A brush with your own mortality tends to lend more focus and clarity to your world view. Cancer heightens our awareness of the life around us, and forces us to see people and things for who and what they are, both good and bad. It presents several contradictions in terms. Cancer patients become more kind, and yet more fierce too because our survival instincts kick in. We approach things more gently, but we also reserve the right to be assertive so that others hear our true voice. I have always been passive aggressive in dealing with unpleasant people in my life, but now I have even less tolerance for ridiculous or negative people who don't possess the capacity to shine any light into my life. When I stop to consider how many loved ones and kind friends I've lost to cancer, it makes me less inclined to spend any time tolerating those who detract from, rather than enhance, the quality of my life. Whether people fall out or are forced out from your life, it's your prerogative to vet each and every one of them. Cancer tends to help with the vetting process. Those who love you will put forth the effort, others will simply be absent.
Take a moment to count how many times cancer has crossed your path, either personally or through a loved one. Consider how you handled yourself in either scenario. We hear the word cancer so often, yet if it's not happening to us then it's easy to fall into a mode of fear, sympathy, action or inaction as suits our character. There are those who are sympathetic, but feel guilty that they can't do more to help, those who do too much as a means of coping with the diagnosis, and those who feel so fearful and awkward and don't know what to say, so they do nothing at all. Unfortunately, I have had too much experience in cancer care. Even when I didn't know what to say to a dying person, I have sat by their bedside in order to provide what company and comfort I could. I visited my friend Walter in the hospital when he had pancreatic cancer and simply let him tell me jokes or stories of his youth. He was a wonderful older gentleman who used to work as a door greeter at Target with me, and knowing that I got to spend some time with him before he passed keeps him in my heart. He had a roomful of people at his funeral who never once bothered to visit him while he was still alive.
I also spent some time with my friend Katalin before she, too, died of cancer. She hid her illness, so there was little time to thank her for her friendship. She could no longer speak audibly, but because she could still hear me, I made a point to tell her how good and kind she had always been to me. And of course, there was my mom. A mother's lifetime cut short, and a daughter's lifeline to the past that is forever severed. All I have left are a few stories of her girlhood in Vietnam, some photos and memories, and many unrealized dreams of her as a grandmother to my twin sons.

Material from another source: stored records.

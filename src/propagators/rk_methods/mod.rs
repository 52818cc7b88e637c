/*
    Nyx, blazing fast astrodynamics
    Copyright (C) 2018-onwards Christopher Rabotin <christopher.rabotin@gmail.com>

    This program is free software: you can redistribute it and/or modify
    it under the terms of the GNU Affero General Public License as published
    by the Free Software Foundation, either version 3 of the License, or
    (at your option) any later version.

    This program is distributed in the hope that it will be useful,
    but WITHOUT ANY WARRANTY; without even the implied warranty of
    MERCHANTABILITY or FITNESS FOR A PARTICULAR PURPOSE.  See the
    GNU Affero General Public License for more details.

    You should have received a copy of the GNU Affero General Public License
    along with this program.  If not, see <https://www.gnu.org/licenses/>.
*/

mod dormand;
pub use self::dormand::*;

/// Butcher tableau of an explicit embedded Runge Kutta method.
#[allow(clippy::upper_case_acronyms)]
pub trait RK
where
    Self: Sized,
{
    /// Order of the higher order solution, used to adapt the step
    const ORDER: u8;
    const STAGES: usize;
    /// Lower triangle of the A matrix, row by row: `STAGES * (STAGES - 1) / 2` coefficients
    const A_COEFFS: &'static [f64];
    /// The b_i of the propagated solution, then the b*_i of the embedded one used for the error estimate
    const B_COEFFS: &'static [f64];
}

#[cfg(test)]
mod ut_butcher {
    use super::*;

    fn check_consistency<T: RK>() {
        assert_eq!(T::A_COEFFS.len(), T::STAGES * (T::STAGES - 1) / 2);
        assert_eq!(T::B_COEFFS.len(), 2 * T::STAGES);
        let (b, b_star) = T::B_COEFFS.split_at(T::STAGES);
        assert!((b.iter().sum::<f64>() - 1.0).abs() < 1e-14);
        assert!((b_star.iter().sum::<f64>() - 1.0).abs() < 1e-14);
    }

    #[test]
    fn dormand45_tableau() {
        check_consistency::<Dormand45>();
    }
}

My beautiful friend Cherrymae found out this week that her father has a tumor in his lung, but he is staying strong for his family. She and her husband have been tremendously supportive of me during my illness, and to hear that they now have to face this news just breaks my heart. But just as they have been there for me, I pledge to support and comfort them as much as I am able. Also, I listened in disbelief this morning as my uncle recounted how my cousin lost his young wife to cancer just over a year ago. She was only 33 years old and had two miscarriages before they discovered that cancer was the reason she kept losing her babies. Although I only met her once, I feel blessed to have known her face and shared a meal with the woman whom my cousin loved so much.

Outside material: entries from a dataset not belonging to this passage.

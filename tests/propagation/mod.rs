extern crate radec_od as od;

use od::cosmic::{Cosm, Orbit};
use od::dynamics::{OrbitalDynamics, SpacecraftDynamics};
use od::linalg::Vector6;
use od::od::prelude::ForceModelsConfig;
use od::propagators::{PropOpts, Propagator, RSSCartesianStep};
use od::time::{Epoch, Unit};
use od::{Spacecraft, State};
use rstest::*;
use std::sync::Arc;

#[fixture]
fn cosm() -> Arc<Cosm> {
    Cosm::iers2010()
}

fn leo(cosm: &Cosm) -> Orbit {
    let epoch = Epoch::from_gregorian_utc_hms(2023, 3, 18, 0, 0, 0);
    Orbit::try_keplerian(7_000.0, 0.01, 51.6, 40.0, 20.0, 10.0, epoch, cosm.earth_gcrf()).unwrap()
}

#[rstest]
fn two_body_period_closure(cosm: Arc<Cosm>) {
    let _ = pretty_env_logger::try_init();
    let start = Spacecraft::new(leo(&cosm), 500.0);
    let prop = Propagator::default(SpacecraftDynamics::new(OrbitalDynamics::two_body()));

    let end = prop.with(start).for_duration(start.orbit.period()).unwrap();
    let (dr_km, dv_km_s) = end.rss(&start);
    assert!(dr_km < 1e-4, "position closure {dr_km} km");
    assert!(dv_km_s < 1e-7, "velocity closure {dv_km_s} km/s");
    assert_eq!(end.orbit.epoch, start.orbit.epoch + start.orbit.period());
}

#[rstest]
fn forward_then_backward(cosm: Arc<Cosm>) {
    let start = Spacecraft::new(leo(&cosm), 500.0);
    let dynamics = ForceModelsConfig::default().dynamics(cosm.clone()).unwrap();
    let prop = Propagator::default(dynamics);

    let mut instance = prop.with(start);
    instance.for_duration(6 * Unit::Hour).unwrap();
    let back = instance.until_epoch(start.orbit.epoch).unwrap();

    let (dr_km, _) = back.rss(&start);
    assert!(dr_km < 1e-3, "round trip error {dr_km} km");
    assert_eq!(back.orbit.epoch, start.orbit.epoch);
}

/// Targets which are not a whole number of steps away are reached exactly, to the nanosecond.
#[rstest]
fn nanosecond_targets(cosm: Arc<Cosm>) {
    let start = Spacecraft::new(leo(&cosm), 500.0);
    let dynamics = SpacecraftDynamics::new(OrbitalDynamics::two_body());
    let adaptive = Propagator::default(dynamics.clone());
    let fixed = Propagator::dp45(dynamics, PropOpts::<RSSCartesianStep>::with_fixed_step_s(60.0));

    let target = Epoch::from_gregorian_utc(2023, 3, 18, 6, 19, 26, 14_074_098);
    for offset_ns in [-999_999_999_i64, -7, -1, 0, 1, 3, 999_999_999] {
        let epoch = target + offset_ns * Unit::Nanosecond;
        assert_eq!(adaptive.with(start).until_epoch(epoch).unwrap().orbit.epoch, epoch);

        let mut instance = fixed.with(start);
        assert_eq!(instance.until_epoch(epoch).unwrap().orbit.epoch, epoch);
        let back = instance.until_epoch(start.orbit.epoch).unwrap();
        assert_eq!(back.orbit.epoch, start.orbit.epoch);
    }
}

/// The state transition matrix of the full force models matches central finite differences.
#[rstest]
fn stm_matches_finite_differences(cosm: Arc<Cosm>) {
    let _ = pretty_env_logger::try_init();
    let start = Spacecraft::new(leo(&cosm), 500.0);
    let dynamics = ForceModelsConfig::builder()
        .srp(None)
        .build()
        .dynamics(cosm.clone())
        .unwrap();
    let prop = Propagator::dp45(dynamics, PropOpts::<RSSCartesianStep>::with_fixed_step_s(30.0));
    let duration = 1 * Unit::Hour;

    let end = prop.with(start.with_stm()).for_duration(duration).unwrap();
    let stm = end.stm().unwrap();

    let propagate = |state: &Vector6<f64>| -> Vector6<f64> {
        let sc = start.with_orbit(Orbit::cartesian_vec(state, start.orbit.epoch, start.orbit.frame));
        prop.with(sc)
            .for_duration(duration)
            .unwrap()
            .orbit
            .to_cartesian_vec()
    };

    let nominal = start.orbit.to_cartesian_vec();
    for j in 0..6 {
        let step = if j < 3 { 1e-3 } else { 1e-6 };
        let mut plus = nominal;
        let mut minus = nominal;
        plus[j] += step;
        minus[j] -= step;
        let fd = (propagate(&plus) - propagate(&minus)) / (2.0 * step);
        let column = stm.column(j).into_owned();
        assert!(
            (fd - column).norm() < 1e-4 * column.norm(),
            "column {j}: {fd} != {column}"
        );
    }
}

There is much amiss in the world right now, but also much to be thankful for if we only dig deep. This year has undoubtedly been one of my worst, and so many of my friends and loved ones are suffering from a variety of illnesses or misfortunes themselves. Yet from every tragedy new hope emerges. My family has never been closer, and I know that we will always love and take care of each other in times of crisis. I love my sons more fiercely because the thought that I could have lost a lifetime with them still pinches my heart. So many of my true friends have come through for me, and I will forever be thankful to have seen their kind hearts and good character in action. No matter how often the visits, how small the gesture, how quick the phone call, how short the e-mail, every little bit of kindness is appreciated by the cancer patient. Consider how you would want to be treated if you had cancer, and think about who in your life will there for you if you do. Count me among those who will be there for you.